Interior photo → cyberpunk
"Cyberpunk interior scene, neon lights, rain-streaked windows,
holographic displays, dark atmosphere, futuristic city view,
blade runner style"
Strength Tuning:
- 0.4~0.6: Maintain spatial layout, allow significant style changes
- 0.6~0.8: Closely follow original composition
2.5 Pose Mode: Body Posture Control
Use Case: You need precise control over character poses, like character redesign or pose replacement.
Workflow Steps:
- Load reference character photo into
Load Imagenode - Connect
OpenPose Preprocessornode - Connect ControlNet Loader with Pose ControlNet model
- Write a prompt describing the target character/style
- Run KSampler
Recommended Prompts:
# Pose replacement (change costume/style)
"A female warrior in elaborate fantasy armor,
dynamic battle pose, fantasy art style,
detailed metallic textures, dramatic lighting,
epic composition"
Character design
"A cyberpunk street samurai, neon-lit rain-soaked alley,
detailed futuristic clothing, katana at side,
cinematic composition, movie poster style"
Strength Tuning:
- 0.3~0.5: Roughly follow pose, AI adjusts details
- 0.5~0.7: Precise joint position adherence
3. Multi-ControlNet Stacking
Advanced technique: Combine multiple ControlNet modes for finer control.
3.1 Canny + Depth Combination
Scenario: Maintain both edge structure and spatial depth.
[Load Image] → [Canny Preprocessor] → [ControlNet Apply (Canny)]

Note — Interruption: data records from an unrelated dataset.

//! Run reports: delivery summary, latency percentiles and bottlenecks.

use floodsim_simulation::{FloodMetrics, SimulationOutcome, SimulationStats};
use floodsim_types::NodeId;
use hdrhistogram::Histogram;
use serde::Serialize;
use std::cmp::Reverse;

/// A node ranked by how many packets it relayed.
#[derive(Debug, Clone, Copy, PartialEq, Eq, Serialize)]
pub struct Bottleneck {
    pub node: NodeId,
    pub forwarded: u64,
}

/// Summary of a single run.
#[derive(Debug, Clone, PartialEq, Serialize)]
pub struct SimulationReport {
    /// Seed the run used, when known.
    pub seed: Option<u64>,
    pub generated: u64,
    pub delivered: u64,
    /// `delivered / generated`, or 0 when nothing was generated.
    pub delivery_ratio: f64,
    /// Mean latency in time units; `None` when nothing was delivered.
    pub mean_latency: Option<f64>,
    /// Mean hop count; `None` when nothing was delivered.
    pub mean_hops: Option<f64>,
    /// Latency percentiles in thousandths of a time unit.
    pub latency_p50_millis: u64,
    pub latency_p90_millis: u64,
    pub latency_p99_millis: u64,
    pub latency_max_millis: u64,
    /// Forward operations across all nodes.
    pub total_forwards: u64,
    /// Busiest forwarders, descending by count, ties by node id.
    pub bottlenecks: Vec<Bottleneck>,
    /// Engine bookkeeping, when the report was built from a full outcome.
    pub stats: Option<SimulationStats>,
}

impl SimulationReport {
    /// Build a report from the metrics of one run.
    pub fn from_metrics(metrics: &FloodMetrics, top: usize) -> Self {
        let histogram = latency_histogram(metrics);
        let quantile = |q: f64| histogram.as_ref().map_or(0, |h| h.value_at_quantile(q));

        Self {
            seed: None,
            generated: metrics.generated,
            delivered: metrics.delivered,
            delivery_ratio: metrics.delivery_ratio(),
            mean_latency: metrics.mean_latency(),
            mean_hops: metrics.mean_hops(),
            latency_p50_millis: quantile(0.50),
            latency_p90_millis: quantile(0.90),
            latency_p99_millis: quantile(0.99),
            latency_max_millis: histogram.as_ref().map_or(0, |h| h.max()),
            total_forwards: metrics.total_forwards(),
            bottlenecks: top_bottlenecks(metrics, top),
            stats: None,
        }
    }

    /// Build a report from a complete run outcome.
    pub fn from_outcome(seed: u64, outcome: &SimulationOutcome, top: usize) -> Self {
        Self {
            seed: Some(seed),
            stats: Some(outcome.stats.clone()),
            ..Self::from_metrics(&outcome.metrics, top)
        }
    }

    /// Print a human-readable summary to stdout.
    pub fn print_summary(&self) {
        println!("\n═══════════════════════════════════════════");
        println!("        FLOODING SIMULATION REPORT         ");
        println!("═══════════════════════════════════════════");
        if let Some(seed) = self.seed {
            println!("Seed: {seed}");
        }
        println!();
        println!("Packets:");
        println!("  Generated:       {}", self.generated);
        println!("  Delivered:       {}", self.delivered);
        println!("  Delivery ratio:  {:.2}%", self.delivery_ratio * 100.0);
        println!();
        match (self.mean_latency, self.mean_hops) {
            (Some(latency), Some(hops)) => {
                println!("Latency (delivered packets):");
                println!("  Avg:  {latency:.3}");
                println!("  P50:  {:.3}", self.latency_p50_millis as f64 / 1000.0);
                println!("  P90:  {:.3}", self.latency_p90_millis as f64 / 1000.0);
                println!("  P99:  {:.3}", self.latency_p99_millis as f64 / 1000.0);
                println!("  Max:  {:.3}", self.latency_max_millis as f64 / 1000.0);
                println!("  Avg hops: {hops:.2}");
            }
            _ => println!("Latency: no packets delivered"),
        }
        println!();
        println!("Forwarding ({} forwards):", self.total_forwards);
        if self.bottlenecks.is_empty() {
            println!("  (none)");
        }
        for (rank, bottleneck) in self.bottlenecks.iter().enumerate() {
            println!(
                "  {}. {}: {}",
                rank + 1,
                bottleneck.node,
                bottleneck.forwarded
            );
        }
        if let Some(stats) = &self.stats {
            println!();
            println!("Engine:");
            println!("  Events processed:   {}", stats.events_processed);
            println!("  Duplicates dropped: {}", stats.duplicates_dropped);
            println!("  Abandoned at cutoff: {}", stats.abandoned_tasks);
        }
        println!("═══════════════════════════════════════════\n");
    }
}

/// Summary of a batch of independent runs.
#[derive(Debug, Clone, PartialEq, Serialize)]
pub struct BatchReport {
    /// Per-run reports, in run order.
    pub runs: Vec<SimulationReport>,
    /// Mean of the per-run delivery ratios.
    pub mean_delivery_ratio: f64,
    /// Mean of the per-run mean latencies, over runs that delivered anything.
    pub mean_latency: Option<f64>,
}

impl BatchReport {
    /// Aggregate per-run reports.
    pub fn new(runs: Vec<SimulationReport>) -> Self {
        let mean_delivery_ratio = if runs.is_empty() {
            0.0
        } else {
            runs.iter().map(|r| r.delivery_ratio).sum::<f64>() / runs.len() as f64
        };

        let latencies: Vec<f64> = runs.iter().filter_map(|r| r.mean_latency).collect();
        let mean_latency = if latencies.is_empty() {
            None
        } else {
            Some(latencies.iter().sum::<f64>() / latencies.len() as f64)
        };

        Self {
            runs,
            mean_delivery_ratio,
            mean_latency,
        }
    }

    /// Print every run followed by the aggregate.
    pub fn print_summary(&self) {
        for report in &self.runs {
            report.print_summary();
        }
        println!("═══════════════════════════════════════════");
        println!("  Runs:                {}", self.runs.len());
        println!("  Mean delivery ratio: {:.2}%", self.mean_delivery_ratio * 100.0);
        match self.mean_latency {
            Some(latency) => println!("  Mean latency:        {latency:.3}"),
            None => println!("  Mean latency:        n/a"),
        }
        println!("═══════════════════════════════════════════\n");
    }
}

/// Busiest `top` forwarders, descending by count with ties broken by node id.
pub fn top_bottlenecks(metrics: &FloodMetrics, top: usize) -> Vec<Bottleneck> {
    let mut ranked: Vec<Bottleneck> = metrics
        .forwarding_count
        .iter()
        .map(|(&node, &forwarded)| Bottleneck { node, forwarded })
        .collect();
    ranked.sort_by_key(|b| (Reverse(b.forwarded), b.node));
    ranked.truncate(top);
    ranked
}

/// Latencies in thousandths of a time unit. `None` if nothing was delivered.
fn latency_histogram(metrics: &FloodMetrics) -> Option<Histogram<u64>> {
    if metrics.latencies.is_empty() {
        return None;
    }
    let mut histogram = Histogram::<u64>::new(3).ok()?;
    for latency in &metrics.latencies {
        let millis = u64::try_from(latency.as_millis()).unwrap_or(u64::MAX);
        histogram.saturating_record(millis);
    }
    Some(histogram)
}
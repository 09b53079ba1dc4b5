//! Error types for simulation setup.

use floodsim_types::NodeId;
use thiserror::Error;

/// Errors raised before any event is scheduled.
///
/// A run that gets past setup never fails: degenerate inputs (no sink, zero
/// horizon) produce empty metrics instead of an error.
#[derive(Debug, Error)]
pub enum SimulationError {
    /// Horizon is negative, NaN or too large to represent.
    #[error("Invalid horizon: {0}")]
    InvalidHorizon(f64),

    /// A packet injection time is negative, NaN or too large to represent.
    #[error("Invalid injection time: {0}")]
    InvalidTime(f64),

    /// Mean inter-arrival time must be finite and no smaller than one nanosecond.
    #[error("Invalid mean inter-arrival time: {0}")]
    InvalidMeanInterval(f64),

    /// Per-hop delay must be finite and positive.
    #[error("Invalid hop delay: {0}")]
    InvalidHopDelay(f64),

    /// A packet was injected at or addressed to a node outside the topology.
    #[error("Unknown node: {0}")]
    UnknownNode(NodeId),

    /// A packet was addressed to a node that is not a sink.
    #[error("Destination {0} is not a sink")]
    NotASink(NodeId),
}
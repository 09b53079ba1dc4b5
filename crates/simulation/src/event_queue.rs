//! Pending-task queue for the discrete-event loop.

use crate::task::Task;
use std::collections::BTreeMap;
use std::time::Duration;

/// Key ordering scheduled tasks.
///
/// Tasks run in wake-up time order. Tasks sharing a wake-up time run in the
/// order they were scheduled, which the monotonically increasing `seq`
/// guarantees.
#[derive(Debug, Clone, Copy, PartialEq, Eq, PartialOrd, Ord, Hash)]
pub struct EventKey {
    /// Simulated time at which the task resumes.
    pub time: Duration,
    /// Scheduling order; unique for the lifetime of a queue.
    pub seq: u64,
}

/// Arena of live tasks indexed by their [`EventKey`].
///
/// Each pending task is individually addressable, so it can be inspected or
/// cancelled before it runs.
#[derive(Debug, Default)]
pub struct EventQueue {
    pending: BTreeMap<EventKey, Task>,
    next_seq: u64,
}

impl EventQueue {
    /// Create an empty queue.
    pub fn new() -> Self {
        Self::default()
    }

    /// Schedule a task to resume at `time`.
    pub fn schedule(&mut self, time: Duration, task: Task) -> EventKey {
        let key = EventKey {
            time,
            seq: self.next_seq,
        };
        self.next_seq += 1;
        self.pending.insert(key, task);
        key
    }

    /// Remove and return the earliest task whose wake-up is strictly before `horizon`.
    pub fn pop_before(&mut self, horizon: Duration) -> Option<(EventKey, Task)> {
        let entry = self.pending.first_entry()?;
        if entry.key().time >= horizon {
            return None;
        }
        Some(entry.remove_entry())
    }

    /// Look at a pending task.
    pub fn get(&self, key: &EventKey) -> Option<&Task> {
        self.pending.get(key)
    }

    /// Cancel a pending task.
    pub fn cancel(&mut self, key: &EventKey) -> Option<Task> {
        self.pending.remove(key)
    }

    /// Wake-up time of the next task, if any.
    pub fn next_time(&self) -> Option<Duration> {
        self.pending.keys().next().map(|key| key.time)
    }

    /// Number of tasks ever scheduled on this queue.
    pub fn scheduled_total(&self) -> u64 {
        self.next_seq
    }

    /// Number of pending tasks.
    pub fn len(&self) -> usize {
        self.pending.len()
    }

    /// Check if no task is pending.
    pub fn is_empty(&self) -> bool {
        self.pending.is_empty()
    }
}

#[cfg(test)]
mod tests {
    use super::*;
    use floodsim_types::NodeId;

    fn generate(node: u32) -> Task {
        Task::Generate { node: NodeId(node) }
    }

    #[test]
    fn test_pops_in_time_order() {
        let mut queue = EventQueue::new();
        queue.schedule(Duration::from_secs(10), generate(1));
        queue.schedule(Duration::from_secs(5), generate(2));

        let (key, task) = queue.pop_before(Duration::MAX).unwrap();
        assert_eq!(key.time, Duration::from_secs(5));
        assert_eq!(task, generate(2));
    }

    #[test]
    fn test_same_time_is_fifo() {
        let mut queue = EventQueue::new();
        for node in 0..4 {
            queue.schedule(Duration::from_secs(3), generate(node));
        }

        for node in 0..4 {
            let (_, task) = queue.pop_before(Duration::MAX).unwrap();
            assert_eq!(task, generate(node));
        }
        assert!(queue.is_empty());
    }

    #[test]
    fn test_horizon_is_exclusive() {
        let mut queue = EventQueue::new();
        queue.schedule(Duration::from_secs(4), generate(0));

        assert!(queue.pop_before(Duration::from_secs(4)).is_none());
        assert_eq!(queue.len(), 1);
        assert!(queue.pop_before(Duration::from_secs(5)).is_some());
    }

    #[test]
    fn test_cancel() {
        let mut queue = EventQueue::new();
        let key = queue.schedule(Duration::from_secs(1), generate(7));
        queue.schedule(Duration::from_secs(2), generate(8));

        assert_eq!(queue.get(&key), Some(&generate(7)));
        assert_eq!(queue.cancel(&key), Some(generate(7)));
        assert_eq!(queue.next_time(), Some(Duration::from_secs(2)));
        assert_eq!(queue.scheduled_total(), 2);
    }
}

[Load Image] → [Depth Preprocessor] → [ControlNet Apply (Depth)]
↓
[ControlNet Merge] → [KSampler]
Parameter Suggestions:
- Canny strength: 0.4
- Depth strength: 0.5
3.2 Pose + Canny Combination
Scenario: Precisely control both body posture and costume outline.
[Load Image (pose ref)] → [OpenPose Preprocessor] → [ControlNet Apply (Pose)]

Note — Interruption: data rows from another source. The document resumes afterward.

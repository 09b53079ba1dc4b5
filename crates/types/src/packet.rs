//! Packet values carried by the flood router.

use crate::{NodeId, PacketId};
use serde::{Deserialize, Serialize};
use std::time::Duration;

/// One copy of a packet travelling along a specific path.
///
/// A packet is never mutated in place: each edge traversal produces a fresh
/// copy via [`Packet::forwarded`], so sibling branches of a flood never share
/// per-copy state.
#[derive(Debug, Clone, Copy, PartialEq, Eq, Serialize, Deserialize)]
pub struct Packet {
    /// Identity shared by every copy of this packet.
    pub id: PacketId,

    /// Sink this packet is addressed to.
    pub destination: NodeId,

    /// Simulated time at which the origin created the packet.
    pub created_at: Duration,

    /// Number of edges this copy has traversed.
    pub hops: u32,
}

impl Packet {
    /// Create a fresh packet at its origin (hop count 0).
    pub fn new(id: PacketId, destination: NodeId, created_at: Duration) -> Self {
        Self {
            id,
            destination,
            created_at,
            hops: 0,
        }
    }

    /// Node that created this packet.
    pub fn origin(&self) -> NodeId {
        self.id.origin
    }

    /// The copy handed to a neighbor: same identity, one more hop.
    pub fn forwarded(&self) -> Self {
        Self {
            hops: self.hops + 1,
            ..*self
        }
    }

    /// Time elapsed since creation, as observed at `now`.
    pub fn age(&self, now: Duration) -> Duration {
        now.saturating_sub(self.created_at)
    }
}
//! Flood routing with first-arrival-wins loop suppression.

use crate::config::{as_units, ForwardingSchedule};
use crate::context::SimulationContext;
use crate::event_queue::EventQueue;
use crate::task::Task;
use floodsim_types::{NodeId, Packet, Topology};
use std::time::Duration;
use tracing::{debug, trace};

/// What a router did with an arriving packet copy.
#[derive(Debug, Clone, Copy, PartialEq, Eq)]
pub enum RouteOutcome {
    /// The node had already handled this packet; the copy was dropped.
    Duplicate,
    /// The node is the destination; the packet was delivered.
    Delivered,
    /// The node relayed the packet. `transmissions` copies were put on the air
    /// right away (sequential routers transmit later, one per resume).
    Forwarded { transmissions: usize },
}

/// Per-node forwarding decision.
///
/// The router never recurses: every copy it sends is a new task on the
/// queue, so flood depth is bounded by the queue, not the call stack.
#[derive(Debug, Clone, Copy)]
pub struct FloodRouter {
    hop_delay: Duration,
    schedule: ForwardingSchedule,
}

impl FloodRouter {
    /// Create a router with a uniform per-hop delay.
    pub fn new(hop_delay: Duration, schedule: ForwardingSchedule) -> Self {
        Self {
            hop_delay,
            schedule,
        }
    }

    /// Handle a packet copy arriving at `node` at time `now`.
    ///
    /// 1. Drop it if `node` has already seen this packet.
    /// 2. Deliver it if `node` is the destination.
    /// 3. Otherwise count a forward and send a copy to every neighbor.
    pub fn on_arrival(
        &self,
        context: &mut SimulationContext,
        queue: &mut EventQueue,
        topology: &Topology,
        node: NodeId,
        packet: Packet,
        now: Duration,
    ) -> RouteOutcome {
        if !context.forwarding_mut().mark_seen(node, packet.id) {
            trace!(packet = %packet.id, %node, hops = packet.hops, "Duplicate dropped");
            return RouteOutcome::Duplicate;
        }

        if node == packet.destination {
            context.metrics_mut().record_delivery(&packet, node, now);
            debug!(
                packet = %packet.id,
                origin = %packet.origin(),
                sink = %node,
                hops = packet.hops,
                latency = as_units(packet.age(now)),
                "Packet delivered"
            );
            return RouteOutcome::Delivered;
        }

        context.metrics_mut().record_forward(node);

        let neighbors = topology.neighbors(node);
        let wake = now.saturating_add(self.hop_delay);
        match self.schedule {
            ForwardingSchedule::Concurrent => {
                for &neighbor in neighbors {
                    queue.schedule(
                        wake,
                        Task::Arrive {
                            node: neighbor,
                            packet: packet.forwarded(),
                        },
                    );
                }
                RouteOutcome::Forwarded {
                    transmissions: neighbors.len(),
                }
            }
            ForwardingSchedule::Sequential => {
                if !neighbors.is_empty() {
                    queue.schedule(
                        wake,
                        Task::Transmit {
                            node,
                            packet,
                            next: 0,
                        },
                    );
                }
                RouteOutcome::Forwarded { transmissions: 0 }
            }
        }
    }

    /// Resume a sequential router: hand a copy to the `next`-th neighbor and,
    /// if neighbors remain, wait one more hop delay.
    ///
    /// Returns true if a copy was sent.
    pub fn on_transmit(
        &self,
        queue: &mut EventQueue,
        topology: &Topology,
        node: NodeId,
        packet: Packet,
        next: usize,
        now: Duration,
    ) -> bool {
        let neighbors = topology.neighbors(node);
        let Some(&neighbor) = neighbors.get(next) else {
            return false;
        };

        trace!(packet = %packet.id, from = %node, to = %neighbor, "Transmit");
        queue.schedule(
            now,
            Task::Arrive {
                node: neighbor,
                packet: packet.forwarded(),
            },
        );

        if next + 1 < neighbors.len() {
            queue.schedule(
                now.saturating_add(self.hop_delay),
                Task::Transmit {
                    node,
                    packet,
                    next: next + 1,
                },
            );
        }
        true
    }
}
//! Simulator error types.

use floodsim_simulation::SimulationError;
use floodsim_types::TopologyError;
use std::path::PathBuf;
use thiserror::Error;

/// Errors that can occur while loading or running a scenario.
#[derive(Debug, Error)]
pub enum SimulatorError {
    /// The scenario file could not be read.
    #[error("Failed to read scenario {path}: {source}")]
    Io {
        path: PathBuf,
        #[source]
        source: std::io::Error,
    },

    /// The scenario file is not valid TOML or has the wrong shape.
    #[error("Invalid scenario: {0}")]
    Parse(#[from] toml::de::Error),

    /// The run configuration was rejected by the engine.
    #[error("Simulation error: {0}")]
    Simulation(#[from] SimulationError),

    /// The topology could not be built or edited.
    #[error("Topology error: {0}")]
    Topology(#[from] TopologyError),
}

[Load Image (lineart)] → [Canny Preprocessor] → [ControlNet Apply (Canny)]
↓
[ControlNet Merge] → [KSampler]
4. Troubleshooting
Q1: ControlNet effect is not obvious
Cause: Strength parameter too low or ControlNet model incompatible with base model.
Solution:
- Gradually increase strength (test from 0.3 to 0.8)

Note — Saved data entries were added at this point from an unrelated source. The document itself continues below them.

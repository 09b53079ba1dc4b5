//! Topology snapshot: nodes, roles and undirected links.

use crate::NodeId;
use indexmap::IndexMap;
use serde::{Deserialize, Serialize};
use std::collections::{HashMap, VecDeque};
use thiserror::Error;

/// Errors raised while building a topology.
#[derive(Debug, Clone, PartialEq, Eq, Error)]
pub enum TopologyError {
    /// An edge or lookup referenced a node that is not in the topology.
    #[error("Unknown node: {0}")]
    UnknownNode(NodeId),

    /// An edge connected a node to itself.
    #[error("Self-loop on {0}")]
    SelfLoop(NodeId),

    /// A node identifier was added twice.
    #[error("Duplicate node: {0}")]
    DuplicateNode(NodeId),
}

/// Role of a node in the sensor network.
#[derive(Debug, Clone, Copy, PartialEq, Eq, Hash, Serialize, Deserialize)]
#[serde(rename_all = "snake_case")]
pub enum Role {
    /// Originates traffic.
    Sensor,
    /// Packet destination (base station).
    #[serde(alias = "base_station")]
    Sink,
}

/// Display position of a node. Ignored by routing.
#[derive(Debug, Clone, Copy, PartialEq, Serialize, Deserialize)]
pub struct Position {
    pub x: f64,
    pub y: f64,
}

#[derive(Debug, Clone)]
struct NodeEntry {
    role: Role,
    position: Option<Position>,
    /// Neighbors in the order their links were added.
    neighbors: Vec<NodeId>,
}

/// Immutable-per-run snapshot of the network.
///
/// Nodes keep their insertion order, and each node's neighbor list keeps
/// link insertion order. Routing iterates neighbors in that order, which is
/// what makes a seeded run replayable.
#[derive(Debug, Clone, Default, Serialize, Deserialize)]
#[serde(try_from = "TopologyFile", into = "TopologyFile")]
pub struct Topology {
    nodes: IndexMap<NodeId, NodeEntry>,
    edge_count: usize,
}

impl Topology {
    /// Create an empty topology.
    pub fn new() -> Self {
        Self::default()
    }

    /// Build a path `0 - 1 - ... - (n-1)` of sensors whose last node is the sink.
    pub fn path(n: u32) -> Self {
        let mut topology = Self::new();
        for i in 0..n {
            let role = if i + 1 == n { Role::Sink } else { Role::Sensor };
            topology.insert_unchecked(NodeId(i), role);
        }
        for i in 1..n {
            topology.link_unchecked(NodeId(i - 1), NodeId(i));
        }
        topology
    }

    /// Build a star: node 0 is a sink hub, nodes `1..=leaves` are sensors.
    pub fn star(leaves: u32) -> Self {
        let mut topology = Self::new();
        topology.insert_unchecked(NodeId(0), Role::Sink);
        for i in 1..=leaves {
            topology.insert_unchecked(NodeId(i), Role::Sensor);
            topology.link_unchecked(NodeId(0), NodeId(i));
        }
        topology
    }

    /// Add a node.
    pub fn add_node(&mut self, id: NodeId, role: Role) -> Result<(), TopologyError> {
        if self.nodes.contains_key(&id) {
            return Err(TopologyError::DuplicateNode(id));
        }
        self.insert_unchecked(id, role);
        Ok(())
    }

    /// Add a node with a display position.
    pub fn add_node_at(
        &mut self,
        id: NodeId,
        role: Role,
        position: Position,
    ) -> Result<(), TopologyError> {
        self.add_node(id, role)?;
        if let Some(entry) = self.nodes.get_mut(&id) {
            entry.position = Some(position);
        }
        Ok(())
    }

    /// Add an undirected link. Adding an existing link is a no-op.
    pub fn add_edge(&mut self, a: NodeId, b: NodeId) -> Result<(), TopologyError> {
        if a == b {
            return Err(TopologyError::SelfLoop(a));
        }
        for id in [a, b] {
            if !self.nodes.contains_key(&id) {
                return Err(TopologyError::UnknownNode(id));
            }
        }
        self.link_unchecked(a, b);
        Ok(())
    }

    /// Remove a node and every link touching it.
    ///
    /// Used between runs; remaining nodes keep their relative order.
    pub fn remove_node(&mut self, id: NodeId) -> Result<Role, TopologyError> {
        let entry = self
            .nodes
            .shift_remove(&id)
            .ok_or(TopologyError::UnknownNode(id))?;

        for neighbor in &entry.neighbors {
            if let Some(other) = self.nodes.get_mut(neighbor) {
                other.neighbors.retain(|n| *n != id);
            }
        }
        self.edge_count -= entry.neighbors.len();

        Ok(entry.role)
    }

    /// Neighbors of a node in link insertion order. Empty for unknown nodes.
    pub fn neighbors(&self, id: NodeId) -> &[NodeId] {
        self.nodes
            .get(&id)
            .map(|entry| entry.neighbors.as_slice())
            .unwrap_or(&[])
    }

    /// Role of a node.
    pub fn role(&self, id: NodeId) -> Option<Role> {
        self.nodes.get(&id).map(|entry| entry.role)
    }

    /// Display position of a node, if one was given.
    pub fn position(&self, id: NodeId) -> Option<Position> {
        self.nodes.get(&id).and_then(|entry| entry.position)
    }

    /// Whether the node exists.
    pub fn contains(&self, id: NodeId) -> bool {
        self.nodes.contains_key(&id)
    }

    /// Sink nodes, in insertion order.
    pub fn sinks(&self) -> Vec<NodeId> {
        self.nodes_with_role(Role::Sink)
    }

    /// Sensor nodes, in insertion order.
    pub fn sensors(&self) -> Vec<NodeId> {
        self.nodes_with_role(Role::Sensor)
    }

    /// Whether at least one sink exists.
    pub fn has_sink(&self) -> bool {
        self.nodes.values().any(|entry| entry.role == Role::Sink)
    }

    /// Number of nodes.
    pub fn node_count(&self) -> usize {
        self.nodes.len()
    }

    /// Number of undirected links.
    pub fn edge_count(&self) -> usize {
        self.edge_count
    }

    /// Check if the topology has no nodes.
    pub fn is_empty(&self) -> bool {
        self.nodes.is_empty()
    }

    /// Undirected links, each reported once, ordered by their first endpoint.
    pub fn edges(&self) -> Vec<(NodeId, NodeId)> {
        let mut edges = Vec::with_capacity(self.edge_count);
        for (index, (id, entry)) in self.nodes.iter().enumerate() {
            for neighbor in &entry.neighbors {
                if self.nodes.get_index_of(neighbor) > Some(index) {
                    edges.push((*id, *neighbor));
                }
            }
        }
        edges
    }

    /// Unweighted hop distance from `from` to every node it can reach.
    pub fn hop_distances(&self, from: NodeId) -> HashMap<NodeId, u32> {
        let mut distances = HashMap::new();
        if !self.contains(from) {
            return distances;
        }

        let mut queue = VecDeque::new();
        distances.insert(from, 0);
        queue.push_back(from);

        while let Some(node) = queue.pop_front() {
            let next = distances[&node] + 1;
            for &neighbor in self.neighbors(node) {
                if !distances.contains_key(&neighbor) {
                    distances.insert(neighbor, next);
                    queue.push_back(neighbor);
                }
            }
        }

        distances
    }

    fn nodes_with_role(&self, role: Role) -> Vec<NodeId> {
        self.nodes
            .iter()
            .filter(|(_, entry)| entry.role == role)
            .map(|(id, _)| *id)
            .collect()
    }

    fn insert_unchecked(&mut self, id: NodeId, role: Role) {
        self.nodes.insert(
            id,
            NodeEntry {
                role,
                position: None,
                neighbors: Vec::new(),
            },
        );
    }

    fn link_unchecked(&mut self, a: NodeId, b: NodeId) {
        if self.neighbors(a).contains(&b) {
            return;
        }
        if let Some(entry) = self.nodes.get_mut(&a) {
            entry.neighbors.push(b);
        }
        if let Some(entry) = self.nodes.get_mut(&b) {
            entry.neighbors.push(a);
        }
        self.edge_count += 1;
    }
}

/// Serialized form of a topology (scenario files, JSON output).
#[derive(Debug, Clone, Default, Serialize, Deserialize)]
pub struct TopologyFile {
    #[serde(default)]
    pub nodes: Vec<NodeSpec>,
    #[serde(default)]
    pub edges: Vec<(NodeId, NodeId)>,
}

/// One node entry in a [`TopologyFile`].
#[derive(Debug, Clone, Serialize, Deserialize)]
pub struct NodeSpec {
    pub id: NodeId,
    pub role: Role,
    #[serde(default, skip_serializing_if = "Option::is_none")]
    pub position: Option<Position>,
}

impl TryFrom<TopologyFile> for Topology {
    type Error = TopologyError;

    fn try_from(file: TopologyFile) -> Result<Self, Self::Error> {
        let mut topology = Topology::new();
        for node in file.nodes {
            match node.position {
                Some(position) => topology.add_node_at(node.id, node.role, position)?,
                None => topology.add_node(node.id, node.role)?,
            }
        }
        for (a, b) in file.edges {
            topology.add_edge(a, b)?;
        }
        Ok(topology)
    }
}

impl From<Topology> for TopologyFile {
    fn from(topology: Topology) -> Self {
        let edges = topology.edges();
        let nodes = topology
            .nodes
            .into_iter()
            .map(|(id, entry)| NodeSpec {
                id,
                role: entry.role,
                position: entry.position,
            })
            .collect();
        TopologyFile { nodes, edges }
    }
}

- Confirm ControlNet model is designed for ERNIE-Image architecture
- Try DiffSynth ControlNet Patch instead of InstantX Union
Q2: Generated images show artifacts or distortion
Cause: Strength too high or poor quality control image.
Solution:
- Lower strength below 0.5
- Use high-quality control images (clear, high resolution)
- Increase CFG value to 6.0~7.0
Q3: Text rendering fails under ControlNet
Cause: Structural constraints from ControlNet compete with text rendering.
Solution:
- Use lower strength (0.3~0.4)
- Explicitly mark text content with quotes in prompt
- Consider generating ControlNet base composition first, then add text via inpainting
Q4: Out of VRAM
Cause: ControlNet model + base model loaded simultaneously doubles VRAM needs.
Solution:
- Use INT8 quantized ERNIE-Image model (~10GB VRAM)
- Use NVFP4 quantization (~5GB VRAM)
- Disable PE (Prompt Enhancer) to save VRAM
5. Best Practices Summary
- Start with low strength: Begin at 0.3, gradually increase until satisfied
- Control image quality is critical: Clear edge/depth/pose maps produce better results
- Multi-mode combinations are advanced techniques: Canny+Depth or Pose+Canny enable fine-grained control
- Turbo mode compatibility: ControlNet effects slightly degrade in Turbo (8-step) mode; Standard (50-step) recommended
- Separate text and ControlNet: For text rendering, generate ControlNet base composition first, then add text via inpainting
This article is based on ComfyUI community practices and ERNIE-Image DiT architecture characteristics. The ControlNet ecosystem is rapidly evolving — check HuggingFace and ComfyUI communities regularly for the latest model updates.